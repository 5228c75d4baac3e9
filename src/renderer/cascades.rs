// src/renderer/cascades.rs
//! Directional-light shadow cascades.
//! - Practical split scheme: `split_lambda` blends logarithmic and uniform splits
//! - Each cascade is a bounding sphere around its frustum slice, so the ortho size is rotation stable
//! - Light matrices are snapped to the shadow map texel grid to stop shimmering

use super::camera::RendererCamera;
use crate::config::ShadowConfig;
use glam::{Mat4, Vec3, Vec4};

/// One slice of the camera frustum rendered into one layer of the shadow map.
#[derive(Debug, Clone, Copy, PartialEq)]
pub struct ShadowCascade {
    /// View-space distance where this cascade starts.
    pub near_depth: f32,
    /// View-space distance where this cascade ends. Shaders pick the cascade by comparing against it.
    pub split_depth: f32,
    pub view_projection: Mat4,
}

impl ShadowCascade {
    pub fn identity() -> Self {
        Self {
            near_depth: 0.0,
            split_depth: 0.0,
            view_projection: Mat4::IDENTITY,
        }
    }
}

const MIN_NEAR: f32 = 1.0e-3;
const MIN_RANGE: f32 = 1.0e-2;

/// Split positions as fractions of `far - near`, one per cascade, ending at 1.
///
/// The log term needs `0 < near < far`; other inputs are clamped into that range first.
pub fn cascade_splits(near: f32, far: f32, count: usize, lambda: f32) -> Vec<f32> {
    let near = near.max(MIN_NEAR);
    let far = far.max(near + MIN_RANGE);
    let range = far - near;
    let ratio = far / near;
    (0..count)
        .map(|i| {
            let p = (i + 1) as f32 / count as f32;
            let log = near * ratio.powf(p);
            let uniform = near + range * p;
            let d = lambda * (log - uniform) + uniform;
            (d - near) / range
        })
        .collect()
}

/// World-space corners of the camera frustum (near quad then far quad).
fn frustum_corners(camera: &RendererCamera) -> [Vec3; 8] {
    let inverse = camera.view_projection().inverse();
    let ndc = [
        Vec3::new(-1.0, 1.0, 0.0),
        Vec3::new(1.0, 1.0, 0.0),
        Vec3::new(1.0, -1.0, 0.0),
        Vec3::new(-1.0, -1.0, 0.0),
        Vec3::new(-1.0, 1.0, 1.0),
        Vec3::new(1.0, 1.0, 1.0),
        Vec3::new(1.0, -1.0, 1.0),
        Vec3::new(-1.0, -1.0, 1.0),
    ];
    ndc.map(|p| {
        let world = inverse * p.extend(1.0);
        world.truncate() / world.w
    })
}

/// Recompute every cascade for `light_direction` (the direction the light travels).
pub fn update_cascades(camera: &RendererCamera, light_direction: Vec3, config: &ShadowConfig) -> Vec<ShadowCascade> {
    let count = config.cascade_count.max(1) as usize;
    let direction = light_direction.normalize_or_zero();
    if direction == Vec3::ZERO {
        return vec![ShadowCascade::identity(); count];
    }

    let near = camera.near;
    let far = camera.far;
    let range = far - near;
    let splits = cascade_splits(near, far, count, config.split_lambda);
    let full = frustum_corners(camera);
    let up = if direction.abs().dot(Vec3::Y) > 0.99 { Vec3::Z } else { Vec3::Y };

    let mut cascades = Vec::with_capacity(count);
    let mut last_split = 0.0f32;
    for split in splits {
        let mut corners = full;
        for i in 0..4 {
            let edge = full[i + 4] - full[i];
            corners[i + 4] = full[i] + edge * split;
            corners[i] = full[i] + edge * last_split;
        }

        let center = corners.iter().copied().sum::<Vec3>() / 8.0;
        let radius = corners
            .iter()
            .map(|c| (*c - center).length())
            .fold(0.0f32, f32::max);
        let radius = (radius * 16.0).ceil() / 16.0;

        let light_view = Mat4::look_at_rh(center - direction * radius, center, up);
        let mut light_projection = Mat4::orthographic_rh(
            -radius,
            radius,
            -radius,
            radius,
            config.near_plane_offset,
            2.0 * radius + config.far_plane_offset,
        );

        // Snap the projected origin to a whole texel.
        let half_map = config.map_size as f32 * 0.5;
        let origin = (light_projection * light_view * Vec4::W) * half_map;
        let rounded = origin.round();
        let offset = (rounded - origin) / half_map;
        light_projection.w_axis.x += offset.x;
        light_projection.w_axis.y += offset.y;

        cascades.push(ShadowCascade {
            near_depth: near + last_split * range,
            split_depth: near + split * range,
            view_projection: light_projection * light_view,
        });
        last_split = split;
    }
    cascades
}

#[cfg(test)]
mod tests {
    use super::*;
    use crate::renderer::camera::Camera;

    fn config(lambda: f32) -> ShadowConfig {
        ShadowConfig {
            split_lambda: lambda,
            ..ShadowConfig::default()
        }
    }

    #[test]
    fn splits_increase_and_end_at_far() {
        for lambda in [0.0, 0.5, 0.92, 1.0] {
            let splits = cascade_splits(0.1, 1000.0, 4, lambda);
            assert_eq!(splits.len(), 4);
            assert!(splits.windows(2).all(|w| w[0] < w[1]), "{lambda}: {splits:?}");
            assert!((splits[3] - 1.0).abs() < 1e-5);
        }
    }

    #[test]
    fn degenerate_planes_still_give_finite_splits() {
        for (near, far) in [(0.0, 100.0), (-1.0, 50.0), (10.0, 10.0), (10.0, 5.0), (f32::NAN, 20.0)] {
            let splits = cascade_splits(near, far, 4, 0.92);
            assert!(splits.iter().all(|s| s.is_finite()), "{near}..{far}: {splits:?}");
            assert!(splits.windows(2).all(|w| w[0] < w[1]), "{near}..{far}: {splits:?}");
            assert!((splits[3] - 1.0).abs() < 1e-3, "{near}..{far}: {splits:?}");
        }
    }

    #[test]
    fn uniform_lambda_splits_evenly() {
        let splits = cascade_splits(1.0, 101.0, 4, 0.0);
        for (split, expected) in splits.iter().zip([0.25, 0.5, 0.75, 1.0]) {
            assert!((split - expected).abs() < 1e-5);
        }
    }

    #[test]
    fn cascades_cover_the_view_range() {
        let camera = RendererCamera::from(&Camera::default());
        let cascades = update_cascades(&camera, Vec3::new(-0.3, -1.0, 0.2), &config(0.92));
        assert_eq!(cascades.len(), 4);
        assert!((cascades[0].near_depth - camera.near).abs() < 1e-6);
        assert!(cascades.windows(2).all(|w| w[0].split_depth < w[1].split_depth));
        assert!(cascades.windows(2).all(|w| (w[0].split_depth - w[1].near_depth).abs() < 1e-3));
        assert!((cascades[3].split_depth - camera.far).abs() < 1e-2);
    }

    #[test]
    fn straight_down_light_still_builds_matrices() {
        let camera = RendererCamera::default();
        let cascades = update_cascades(&camera, Vec3::NEG_Y, &config(0.5));
        assert!(cascades.iter().all(|c| c.view_projection.is_finite()));
    }

    #[test]
    fn zero_direction_gives_identity_cascades() {
        let cascades = update_cascades(&RendererCamera::default(), Vec3::ZERO, &config(0.5));
        assert_eq!(cascades, vec![ShadowCascade::identity(); 4]);
    }
}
==================================================
_EXERCISE GOAL_
Retype only this portion of the data above: the line containing "usize, lambda: f32)", the line containing "let log = near * ratio.powf(p);", and all lines between them, exactly.

_THE ANSWER_
pub fn cascade_splits(near: f32, far: f32, count: usize, lambda: f32) -> Vec<f32> {
    let near = near.max(MIN_NEAR);
    let far = far.max(near + MIN_RANGE);
    let range = far - near;
    let ratio = far / near;
    (0..count)
        .map(|i| {
            let p = (i + 1) as f32 / count as f32;
            let log = near * ratio.powf(p);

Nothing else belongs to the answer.